Sa formation d’économiste, sa carrière d’éminent universitaire et de serviteur de l’État – il fut président de la commission de contrôle des banques – annonçaient le profil d’un homme politique nécessairement atypique, sortant du cadre traditionnel libanais. À l’heure des bilans, il laissait à cet égard un sentiment très mitigé.
Homme de savoir et de principes, esprit ouvert et modéré, personne animée de bonté réelle, il était tout cela, et même davantage. Mais dans le même temps, il lui arrivait souvent de porter un regard politique plutôt figé et sommaire sur le monde, ne parvenant pas à dépasser un antiaméricanisme primaire et une vision romantique surannée du nationalisme arabe.
Surtout, Salim Hoss développera tout au long de sa carrière politique une espèce d’ambiguïté vis-à-vis des grands enjeux libanais, intérieurs comme extérieurs : l’évolution du système politique et ses rapports avec le confessionnalisme, les relations du Liban avec la Syrie et son régime, la stratégie de défense face à Israël. Autant de dossiers existentiels autour desquels les Libanais s’étripent depuis des décennies, mais qui ne suscitaient trop souvent chez lui qu’hésitation et tâtonnement, quand ce n’était pas carrément du conservatisme pur et dur dès lors qu’il était question de toucher au système confessionnel.
Plus à cause d’un caractère timoré que par conviction, il laissera faire bien plus souvent qu’il n’agira lui-même. En 1978, lorsque la guerre reprend au Liban, opposant l’armée syrienne de Hafez el-Assad aux milices chrétiennes retranchées à Achrafieh et Aïn el-Remmané, il est, en sa qualité de Premier ministre, l’homme qui, bien que n’étant pas foncièrement prosyrien, fera primer la parole de Damas sur la politique plus libaniste de son principal adversaire au sein du cabinet, Fouad Boutros, vice-président du Conseil et ministre des Affaires étrangères.

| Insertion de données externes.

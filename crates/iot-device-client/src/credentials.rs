//! Credentials for device and service access to an IoT hub.
//!
//! Keys arrive base64-encoded (as shown in the portal or embedded in a
//! connection string) and are decoded exactly once, when the credentials are
//! constructed. A malformed key therefore fails here and never at signing
//! time.

use crate::error::{ConfigurationError, DeviceClientError};
use base64::{engine::general_purpose::STANDARD, Engine};
use std::collections::HashMap;
use std::fmt;
use std::str::FromStr;
use zeroize::Zeroizing;

#[cfg(test)]
#[path = "credentials_tests.rs"]
mod tests;

/// Host domain used when credentials only name the hub
pub const DEFAULT_HOST_DOMAIN: &str = "azure-devices.net";

// ============================================================================
// Shared Key
// ============================================================================

/// Decoded shared access key.
///
/// The key bytes are zeroized on drop and never printed by `Debug`.
#[derive(Clone)]
pub struct SharedKey(Zeroizing<Vec<u8>>);

impl SharedKey {
    /// Decode a standard (padded) base64 key.
    ///
    /// # Errors
    ///
    /// Returns [`DeviceClientError::InvalidSharedKey`] when the input is not
    /// valid base64.
    pub fn from_base64(encoded: &str) -> Result<Self, DeviceClientError> {
        let bytes = STANDARD.decode(encoded)?;
        Ok(Self(Zeroizing::new(bytes)))
    }

    /// Wrap raw key bytes.
    pub fn from_bytes(bytes: impl Into<Vec<u8>>) -> Self {
        Self(Zeroizing::new(bytes.into()))
    }

    /// Raw key bytes, used as the HMAC key.
    pub fn as_bytes(&self) -> &[u8] {
        &self.0
    }

    /// Re-encode the key as standard base64.
    pub fn to_base64(&self) -> String {
        STANDARD.encode(self.as_bytes())
    }
}

impl fmt::Debug for SharedKey {
    fn fmt(&self, f: &mut fmt::Formatter<'_>) -> fmt::Result {
        f.write_str("SharedKey(<REDACTED>)")
    }
}

// ============================================================================
// Connection Strings
// ============================================================================

/// Parsed `Key=Value;Key=Value` connection string.
///
/// Values may themselves contain `=` (base64 padding), so each segment is
/// split on its first `=` only.
#[derive(Clone, PartialEq, Eq)]
pub struct ConnectionString {
    entries: HashMap<String, String>,
}

impl ConnectionString {
    pub const HOST_NAME: &'static str = "HostName";
    pub const DEVICE_ID: &'static str = "DeviceId";
    pub const SHARED_ACCESS_KEY: &'static str = "SharedAccessKey";
    pub const SHARED_ACCESS_KEY_NAME: &'static str = "SharedAccessKeyName";

    /// Look up a value by key
    pub fn get(&self, key: &str) -> Option<&str> {
        self.entries.get(key).map(String::as_str)
    }

    /// Look up a value that must be present and non-empty
    pub fn require(&self, key: &str) -> Result<&str, ConfigurationError> {
        match self.get(key) {
            Some(value) if !value.is_empty() => Ok(value),
            _ => Err(ConfigurationError::Missing {
                key: key.to_string(),
            }),
        }
    }
}

impl FromStr for ConnectionString {
    type Err = ConfigurationError;

    fn from_str(s: &str) -> Result<Self, Self::Err> {
        let mut entries = HashMap::new();

        for segment in s.split(';').map(str::trim).filter(|s| !s.is_empty()) {
            let (key, value) = segment.split_once('=').ok_or_else(|| {
                ConfigurationError::Invalid {
                    message: format!(
                        "connection string segment '{}' has no '='",
                        segment_preview(segment)
                    ),
                }
            })?;

            entries.insert(key.trim().to_string(), value.trim().to_string());
        }

        if entries.is_empty() {
            return Err(ConfigurationError::Invalid {
                message: "connection string is empty".to_string(),
            });
        }

        Ok(Self { entries })
    }
}

impl fmt::Debug for ConnectionString {
    fn fmt(&self, f: &mut fmt::Formatter<'_>) -> fmt::Result {
        let mut keys: Vec<_> = self.entries.keys().collect();
        keys.sort();
        f.debug_struct("ConnectionString")
            .field("keys", &keys)
            .finish()
    }
}

// A segment without '=' may be a pasted key, so only its start is echoed.
fn segment_preview(segment: &str) -> String {
    segment.chars().take(8).collect()
}

/// Split `hub.domain` into its lowercase parts.
fn split_host_name(host_name: &str) -> Result<(String, String), ConfigurationError> {
    let host_name = host_name.to_lowercase();
    match host_name.split_once('.') {
        Some((hub, domain)) if !hub.is_empty() && !domain.is_empty() => {
            Ok((hub.to_string(), domain.to_string()))
        }
        _ => Err(ConfigurationError::Invalid {
            message: format!("host name '{}' must have the form <hub>.<domain>", host_name),
        }),
    }
}

// ============================================================================
// Device Credentials
// ============================================================================

/// Identity and key of a single device.
///
/// Hub and device names are lowercased on construction so that the signed
/// resource URI and the request URLs always agree.
#[derive(Debug, Clone)]
pub struct DeviceCredentials {
    hub_name: String,
    device_name: String,
    host_domain: String,
    shared_key: SharedKey,
}

impl DeviceCredentials {
    /// Create device credentials from a hub name, device name and base64 key.
    ///
    /// # Errors
    ///
    /// Returns [`DeviceClientError::InvalidSharedKey`] when `shared_key` is not
    /// valid base64.
    ///
    /// # Example
    ///
    /// ```
    /// use iot_device_client::DeviceCredentials;
    ///
    /// let credentials = DeviceCredentials::new("My-Hub", "Sensor-01", "c2VjcmV0").unwrap();
    /// assert_eq!(credentials.resource_uri(), "my-hub.azure-devices.net/devices/sensor-01");
    /// ```
    pub fn new(
        hub_name: impl AsRef<str>,
        device_name: impl AsRef<str>,
        shared_key: &str,
    ) -> Result<Self, DeviceClientError> {
        Ok(Self {
            hub_name: hub_name.as_ref().to_lowercase(),
            device_name: device_name.as_ref().to_lowercase(),
            host_domain: DEFAULT_HOST_DOMAIN.to_string(),
            shared_key: SharedKey::from_base64(shared_key)?,
        })
    }

    /// Parse a device connection string
    /// (`HostName=<hub>.<domain>;DeviceId=<device>;SharedAccessKey=<base64>`).
    pub fn from_connection_string(connection_string: &str) -> Result<Self, DeviceClientError> {
        let parsed: ConnectionString = connection_string.parse()?;
        let (hub_name, host_domain) =
            split_host_name(parsed.require(ConnectionString::HOST_NAME)?)?;
        let device_name = parsed.require(ConnectionString::DEVICE_ID)?;
        let shared_key = parsed.require(ConnectionString::SHARED_ACCESS_KEY)?;

        Ok(Self::new(hub_name, device_name, shared_key)?.with_host_domain(host_domain))
    }

    /// Override the host domain (defaults to [`DEFAULT_HOST_DOMAIN`])
    pub fn with_host_domain(mut self, host_domain: impl AsRef<str>) -> Self {
        self.host_domain = host_domain.as_ref().to_lowercase();
        self
    }

    pub fn hub_name(&self) -> &str {
        &self.hub_name
    }

    pub fn device_name(&self) -> &str {
        &self.device_name
    }

    pub fn host_domain(&self) -> &str {
        &self.host_domain
    }

    pub fn shared_key(&self) -> &SharedKey {
        &self.shared_key
    }

    /// `<hub>.<domain>`
    pub fn host_name(&self) -> String {
        format!("{}.{}", self.hub_name, self.host_domain)
    }

    /// Un-encoded resource the device token is scoped to:
    /// `<hub>.<domain>/devices/<device>`
    pub fn resource_uri(&self) -> String {
        format!("{}/devices/{}", self.host_name(), self.device_name)
    }
}

// ============================================================================
// Service Credentials
// ============================================================================

/// Shared access policy credentials for the hub registry.
#[derive(Debug, Clone)]
pub struct ServiceCredentials {
    host_name: String,
    policy_name: String,
    shared_key: SharedKey,
}

impl ServiceCredentials {
    /// Create service credentials from a host name (`<hub>.<domain>`),
    /// policy name and base64 key.
    pub fn new(
        host_name: impl AsRef<str>,
        policy_name: impl Into<String>,
        shared_key: &str,
    ) -> Result<Self, DeviceClientError> {
        let (hub, domain) = split_host_name(host_name.as_ref())?;
        Ok(Self {
            host_name: format!("{}.{}", hub, domain),
            policy_name: policy_name.into(),
            shared_key: SharedKey::from_base64(shared_key)?,
        })
    }

    /// Parse a service connection string
    /// (`HostName=<hub>.<domain>;SharedAccessKeyName=<policy>;SharedAccessKey=<base64>`).
    pub fn from_connection_string(connection_string: &str) -> Result<Self, DeviceClientError> {
        let parsed: ConnectionString = connection_string.parse()?;
        Self::new(
            parsed.require(ConnectionString::HOST_NAME)?,
            parsed.require(ConnectionString::SHARED_ACCESS_KEY_NAME)?,
            parsed.require(ConnectionString::SHARED_ACCESS_KEY)?,
        )
    }

    pub fn host_name(&self) -> &str {
        &self.host_name
    }

    pub fn policy_name(&self) -> &str {
        &self.policy_name
    }

    pub fn shared_key(&self) -> &SharedKey {
        &self.shared_key
    }
}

Son dernier passage à la tête du gouvernement, entre 1998 et 2000, présentera des caractéristiques similaires. On en retiendra, pour l’actif, son refus courageux et avant-gardiste d’endosser la peine de mort, lorsqu’il s’abstient, en mars 2000, de contresigner le décret d’application d’une décision d’exécution de deux meurtriers. Quelques années après ce refus, un moratoire de facto sera appliqué au Liban dans ce domaine, sous pression notamment de l’Union européenne. Et pour ce qui est du passif, son revanchisme et la chasse aux sorcières qu’il laisse mener alors par le régime policier libano-syrien contre les milieux haririens.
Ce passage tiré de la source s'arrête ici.